As masmorras tinham restrições que só poderiam ser abertas por especialistas. Lin Du observou atentamente – era, sem dúvida, obra de seu mestre.
Cada mestre de matrizes tinha suas peculiaridades, e quem entendia do assunto sabia identificar facilmente.
Lin Du conhecia bem as manias de Yan Ye. Ele gostava de inserir a própria intenção de espada nos complexos arranjos de matrizes, como se quisesse provar que era capaz de cultivar a essência da espada sendo um mestre das matrizes.
As dezoito masmorras não eram apenas dezoito celas, mas sim dezoito setores, onde os prisioneiros eram classificados conforme seus crimes e perigosidade.
Lá dentro, não havia o terror sombrio e sangrento que muitos imaginavam, nem gritos que evocassem o inferno. O aroma amargo de ervas dominava o ar, um local completamente isolado de energia espiritual, sem instrumentos de tortura nas paredes, tudo limpo e organizado, nem um fiapo de palha no chão. Apenas o ocasional ronco de alguma besta demoníaca ou criatura maligna adormecida rompia o silêncio.
Era a primeira vez que os quatro novos discípulos adentravam as dezoito masmorras. Muitas lendas corriam do lado de fora, diziam que ali estavam presos inúmeros demônios e feiticeiros perversos, submetidos a torturas infernais.
Atravessando um corredor de tijolos iluminado por lanternas perpétuas, chegaram a um salão.
Antes de entrarem com o prisioneiro, ouviram um sermão familiar.
“Você, hein! Quantas vezes eu disse para ter cuidado? Esconde tanto a técnica da Espada Oculta que escondeu até o juízo? Como não protegeu a si mesmo? Onde estava sua energia espiritual? Como pôde ser envenenado por parasitas? Você…”
A voz de Ju Yuan ecoava do interior, Ni Jin Xuan apressou o passo.
“Mestre!”
Ao entrar, viu Ju Yuan diante de Mo Lin, segurando um livro de contas e um ábaco de ébano, que batia repetidamente na cabeça de Mo Lin; as contas tilintavam a cada movimento do braço.
No rosto de Ju Yuan, havia uma expressão de frustração e expectativa, enquanto Lin Du notava as veias saltando na mão que segurava o livro, quase a ponto de rasgar o volume.
Mo Lin, mais alto que Ju Yuan, permanecia cabisbaixo, aceitando a reprimenda sem o mínimo traço de altivez.

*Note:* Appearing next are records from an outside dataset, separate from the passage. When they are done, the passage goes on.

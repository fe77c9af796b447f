//! Resource kinds the orchestrator can sync.
//!
//! A kind binds a draft type, an entity type and an action type together
//! with the few capabilities the generic orchestrator needs: reading keys,
//! diffing, and validating drafts. The orchestrator and the statistics are
//! written once against these traits.

use crate::config::SyncConfig;
use draftsync_diff::{DiffOutcome, build_channel_actions, build_product_actions};
use draftsync_types::{
    Channel, ChannelAction, ChannelDraft, Product, ProductAction, ProductDraft,
};
use std::collections::BTreeSet;
use std::fmt::Debug;

/// Type-level description of one syncable resource.
pub trait ResourceKind: Debug + Send + Sync + 'static {
    type Draft: Debug + Clone + PartialEq + Send + Sync + 'static;
    type Entity: Debug + Clone + Send + Sync + 'static;
    type Action: Debug + Clone + PartialEq + Send + Sync + 'static;

    /// Lower-case singular name, e.g. `"product"`.
    const NAME: &'static str;
    /// Lower-case plural name, e.g. `"products"`.
    const PLURAL: &'static str;
    /// Name of the draft type in messages, e.g. `"ProductDraft"`.
    const DRAFT_NAME: &'static str;

    fn draft_key(draft: &Self::Draft) -> Option<&str>;
    fn entity_key(entity: &Self::Entity) -> Option<&str>;
    fn entity_version(entity: &Self::Entity) -> u64;
    /// Wire name of an action, e.g. `"addVariant"`.
    fn action_name(action: &Self::Action) -> &'static str;
}

/// Diff capability.
pub trait ActionBuilder: ResourceKind {
    fn build_actions(
        old: &Self::Entity,
        new: &Self::Draft,
        config: &SyncConfig,
    ) -> DiffOutcome<Self::Action>;
}

/// Draft validation capability.
pub trait ValidateDraft: ResourceKind {
    /// How a keyless draft is named in the validation error.
    fn display_name(draft: &Self::Draft) -> String;

    /// Kind-specific structural checks on a draft with a non-blank key.
    fn check(_draft: &Self::Draft) -> Result<(), String> {
        Ok(())
    }
}

/// Everything the orchestrator needs from a kind.
pub trait SyncResource: ActionBuilder + ValidateDraft {}

impl<K: ActionBuilder + ValidateDraft> SyncResource for K {}

// ── Products ─────────────────────────────────────────────────────

#[derive(Debug, Clone, Copy, Default)]
pub struct ProductKind;

impl ResourceKind for ProductKind {
    type Draft = ProductDraft;
    type Entity = Product;
    type Action = ProductAction;

    const NAME: &'static str = "product";
    const PLURAL: &'static str = "products";
    const DRAFT_NAME: &'static str = "ProductDraft";

    fn draft_key(draft: &ProductDraft) -> Option<&str> {
        draft.key.as_deref()
    }

    fn entity_key(entity: &Product) -> Option<&str> {
        entity.key.as_deref()
    }

    fn entity_version(entity: &Product) -> u64 {
        entity.version
    }

    fn action_name(action: &ProductAction) -> &'static str {
        action.name()
    }
}

impl ActionBuilder for ProductKind {
    fn build_actions(
        old: &Product,
        new: &ProductDraft,
        config: &SyncConfig,
    ) -> DiffOutcome<ProductAction> {
        build_product_actions(old, new, &config.product_diff_context())
    }
}

impl ValidateDraft for ProductKind {
    fn display_name(draft: &ProductDraft) -> String {
        draft.name.to_string()
    }

    fn check(draft: &ProductDraft) -> Result<(), String> {
        let mut seen = BTreeSet::new();
        let mut duplicated = BTreeSet::new();
        for key in draft.all_variants().into_iter().flatten().filter_map(|v| v.key.as_deref()) {
            if !seen.insert(key) {
                duplicated.insert(key);
            }
        }
        if duplicated.is_empty() {
            return Ok(());
        }
        Err(format!(
            "ProductDraft with key: '{}' has duplicated variant keys: [{}].",
            draft.key.as_deref().unwrap_or_default(),
            duplicated.into_iter().collect::<Vec<_>>().join(", ")
        ))
    }
}

// ── Channels ─────────────────────────────────────────────────────

#[derive(Debug, Clone, Copy, Default)]
pub struct ChannelKind;

impl ResourceKind for ChannelKind {
    type Draft = ChannelDraft;
    type Entity = Channel;
    type Action = ChannelAction;

    const NAME: &'static str = "channel";
    const PLURAL: &'static str = "channels";
    const DRAFT_NAME: &'static str = "ChannelDraft";

    fn draft_key(draft: &ChannelDraft) -> Option<&str> {
        draft.key.as_deref()
    }

    fn entity_key(entity: &Channel) -> Option<&str> {
        Some(entity.key.as_str())
    }

    fn entity_version(entity: &Channel) -> u64 {
        entity.version
    }

    fn action_name(action: &ChannelAction) -> &'static str {
        action.name()
    }
}

impl ActionBuilder for ChannelKind {
    fn build_actions(
        old: &Channel,
        new: &ChannelDraft,
        _config: &SyncConfig,
    ) -> DiffOutcome<ChannelAction> {
        DiffOutcome::clean(build_channel_actions(old, new))
    }
}

impl ValidateDraft for ChannelKind {
    fn display_name(draft: &ChannelDraft) -> String {
        draft
            .name
            .as_ref()
            .map_or_else(|| "null".to_string(), ToString::to_string)
    }
}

Xia Tianwu, ao lado, tentou consolar: “Mestres de parasitas são difíceis de prever. Não foi por falta de energia espiritual.”
“Quando eu acordar Shao Fei e descobrir que tipo de veneno usaram, prepararei o antídoto e salvarei o irmão mais velho.”
“Não precisa defender seu irmão. Se for forte o bastante, nenhum ardil terá efeito. Ele…”
Ju Yuan não terminou a frase, pois Lin Du interveio: “A culpa foi minha por não planejar melhor. Se alguém deve ser responsabilizado, que seja eu.”
“Eu devia ter avisado o irmão mais velho antes. Mestre, se alguém deve ser responsabilizado, que seja eu!” Ni Jin Xuan se adiantou.
Ju Yuan silenciou, abrindo e fechando a boca, até conseguir dizer, com voz embargada: “A culpa é minha! Se o discípulo se fere, é sinal de falha do mestre.”
Lin Du balançou a cabeça, sorrindo tristemente, com um toque de autodepreciação: “Ao invés de buscar culpa em nós mesmos, é melhor cuidar dos verdadeiros culpados.”
Mais vale culpar outros do que a si mesmo.
Essa não era uma frase que um seguidor do caminho reto deveria dizer, Lin Du pensou, mas não falou.
Yuan Ye, então, comentou: “Eu sei. Meu pai faz exatamente assim. Ao invés de se culpar, pune os outros! Todo mundo vai para a prisão e tem os bens confiscados!”
Lin Du: ... Só podia ser dessa família Yuan mesmo.